Assignment:
Nothing but an exact repetition of the entries should appear in the answer.
(Beginning of Material supplied)
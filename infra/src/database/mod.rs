//! Database module - MySQL implementations using SQLx
//!
//! This module provides the database access layer:
//! - Connection pool management
//! - Repository implementations for principals and refresh tokens

pub mod connection;
pub mod mysql;

// Re-export commonly used types
pub use connection::{DatabasePool, PoolStatistics};
pub use mysql::{MySqlPrincipalRepository, MySqlTokenRepository};
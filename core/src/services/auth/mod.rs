//! Credential verification module
//!
//! Verifies email/password pairs at login and hands successful callers an
//! authenticated principal plus a fresh token pair.

mod service;

#[cfg(test)]
mod tests;

pub use service::CredentialVerifier;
(End of Material supplied)
Result for this task:
filename infra/src/database/mod.rs
//! Database module - MySQL implementations using SQLx
//!
//! This module provides the database access layer:
//! - Connection pool management
//! - Repository implementations for principals and refresh tokens

pub mod connection;
pub mod mysql;

// Re-export commonly used types
pub use connection::{DatabasePool, PoolStatistics};
pub use mysql::{MySqlPrincipalRepository, MySqlTokenRepository};
filename core/src/services/auth/mod.rs
//! Credential verification module
//!
//! Verifies email/password pairs at login and hands successful callers an
//! authenticated principal plus a fresh token pair.

mod service;

#[cfg(test)]
mod tests;

pub use service::CredentialVerifier;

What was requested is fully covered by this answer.